Instructions for the task | Word for word, copy each record that comes after this.

Exercise material |
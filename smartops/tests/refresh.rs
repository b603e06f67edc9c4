//! Poller timing.

use std::time::{Duration, Instant};

use smartops::refresh::Poller;

#[test]
fn first_tick_is_one_period_after_mount() {
    let t0 = Instant::now();
    let mut p = Poller::new(Duration::from_secs(30), t0);
    assert_eq!(p.period(), Duration::from_secs(30));
    assert!(!p.due(t0));
    assert!(!p.due(t0 + Duration::from_secs(29)));
    assert!(p.due(t0 + Duration::from_secs(30)));
}

#[test]
fn fires_once_per_period() {
    let t0 = Instant::now();
    let mut p = Poller::new(Duration::from_secs(10), t0);
    let t1 = t0 + Duration::from_secs(10);
    assert!(p.due(t1));
    assert!(!p.due(t1));
    assert!(!p.due(t1 + Duration::from_secs(9)));
    assert!(p.due(t1 + Duration::from_secs(10)));
}

#[test]
fn late_check_does_not_backlog() {
    let t0 = Instant::now();
    let mut p = Poller::new(Duration::from_secs(5), t0);
    let late = t0 + Duration::from_secs(60);
    assert!(p.due(late));
    assert!(!p.due(late + Duration::from_secs(1)));
}
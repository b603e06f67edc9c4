//! Data service seam. Pages and the auth context only talk to `DataService`;
//! `MockService` is the in-memory stand-in until a real backend exists.

pub mod endpoints;
pub mod mock;

use std::future::Future;

use thiserror::Error;

use crate::types::{
    Anomaly, AuthResponse, DashboardStats, DeleteResponse, Metrics, Prediction, Server, User,
};

pub use mock::{Latency, MockService};

#[derive(Debug, Clone, PartialEq, Eq, Error)]
pub enum ApiError {
    #[error("Invalid credentials")]
    InvalidCredentials,
    #[error("Server not found")]
    ServerNotFound(String),
}

pub trait DataService: Clone + Send + Sync + 'static {
    fn login(
        &self,
        email: &str,
        password: &str,
    ) -> impl Future<Output = Result<AuthResponse, ApiError>> + Send;

    fn register(
        &self,
        email: &str,
        password: &str,
        name: &str,
    ) -> impl Future<Output = Result<AuthResponse, ApiError>> + Send;

    fn get_current_user(&self) -> impl Future<Output = Result<User, ApiError>> + Send;

    fn get_servers(&self) -> impl Future<Output = Result<Vec<Server>, ApiError>> + Send;

    fn get_server_by_id(&self, id: &str)
        -> impl Future<Output = Result<Server, ApiError>> + Send;

    fn add_server(
        &self,
        name: &str,
        ip: &str,
        api_key: Option<&str>,
    ) -> impl Future<Output = Result<Server, ApiError>> + Send;

    fn delete_server(&self, id: &str)
        -> impl Future<Output = Result<DeleteResponse, ApiError>> + Send;

    fn get_metrics(&self, server_id: &str)
        -> impl Future<Output = Result<Metrics, ApiError>> + Send;

    /// All anomalies, or only those of `server_id` when given.
    fn get_anomalies(
        &self,
        server_id: Option<&str>,
    ) -> impl Future<Output = Result<Vec<Anomaly>, ApiError>> + Send;

    fn get_predictions(
        &self,
        server_id: &str,
    ) -> impl Future<Output = Result<Prediction, ApiError>> + Send;

    fn get_dashboard_stats(&self) -> impl Future<Output = Result<DashboardStats, ApiError>> + Send;
}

Your response |
filename smartops/tests/refresh.rs
repository b603e06f67edc9c4
//! Poller timing.

use std::time::{Duration, Instant};

use smartops::refresh::Poller;

#[test]
fn first_tick_is_one_period_after_mount() {
    let t0 = Instant::now();
    let mut p = Poller::new(Duration::from_secs(30), t0);
    assert_eq!(p.period(), Duration::from_secs(30));
    assert!(!p.due(t0));
    assert!(!p.due(t0 + Duration::from_secs(29)));
    assert!(p.due(t0 + Duration::from_secs(30)));
}

#[test]
fn fires_once_per_period() {
    let t0 = Instant::now();
    let mut p = Poller::new(Duration::from_secs(10), t0);
    let t1 = t0 + Duration::from_secs(10);
    assert!(p.due(t1));
    assert!(!p.due(t1));
    assert!(!p.due(t1 + Duration::from_secs(9)));
    assert!(p.due(t1 + Duration::from_secs(10)));
}

#[test]
fn late_check_does_not_backlog() {
    let t0 = Instant::now();
    let mut p = Poller::new(Duration::from_secs(5), t0);
    let late = t0 + Duration::from_secs(60);
    assert!(p.due(late));
    assert!(!p.due(late + Duration::from_secs(1)));
}
repository b603e06f67edc9c4
//! Data service seam. Pages and the auth context only talk to `DataService`;
//! `MockService` is the in-memory stand-in until a real backend exists.

pub mod endpoints;
pub mod mock;

use std::future::Future;

use thiserror::Error;

use crate::types::{
    Anomaly, AuthResponse, DashboardStats, DeleteResponse, Metrics, Prediction, Server, User,
};

pub use mock::{Latency, MockService};

#[derive(Debug, Clone, PartialEq, Eq, Error)]
pub enum ApiError {
    #[error("Invalid credentials")]
    InvalidCredentials,
    #[error("Server not found")]
    ServerNotFound(String),
}

pub trait DataService: Clone + Send + Sync + 'static {
    fn login(
        &self,
        email: &str,
        password: &str,
    ) -> impl Future<Output = Result<AuthResponse, ApiError>> + Send;

    fn register(
        &self,
        email: &str,
        password: &str,
        name: &str,
    ) -> impl Future<Output = Result<AuthResponse, ApiError>> + Send;

    fn get_current_user(&self) -> impl Future<Output = Result<User, ApiError>> + Send;

    fn get_servers(&self) -> impl Future<Output = Result<Vec<Server>, ApiError>> + Send;

    fn get_server_by_id(&self, id: &str)
        -> impl Future<Output = Result<Server, ApiError>> + Send;

    fn add_server(
        &self,
        name: &str,
        ip: &str,
        api_key: Option<&str>,
    ) -> impl Future<Output = Result<Server, ApiError>> + Send;

    fn delete_server(&self, id: &str)
        -> impl Future<Output = Result<DeleteResponse, ApiError>> + Send;

    fn get_metrics(&self, server_id: &str)
        -> impl Future<Output = Result<Metrics, ApiError>> + Send;

    /// All anomalies, or only those of `server_id` when given.
    fn get_anomalies(
        &self,
        server_id: Option<&str>,
    ) -> impl Future<Output = Result<Vec<Anomaly>, ApiError>> + Send;

    fn get_predictions(
        &self,
        server_id: &str,
    ) -> impl Future<Output = Result<Prediction, ApiError>> + Send;

    fn get_dashboard_stats(&self) -> impl Future<Output = Result<DashboardStats, ApiError>> + Send;
}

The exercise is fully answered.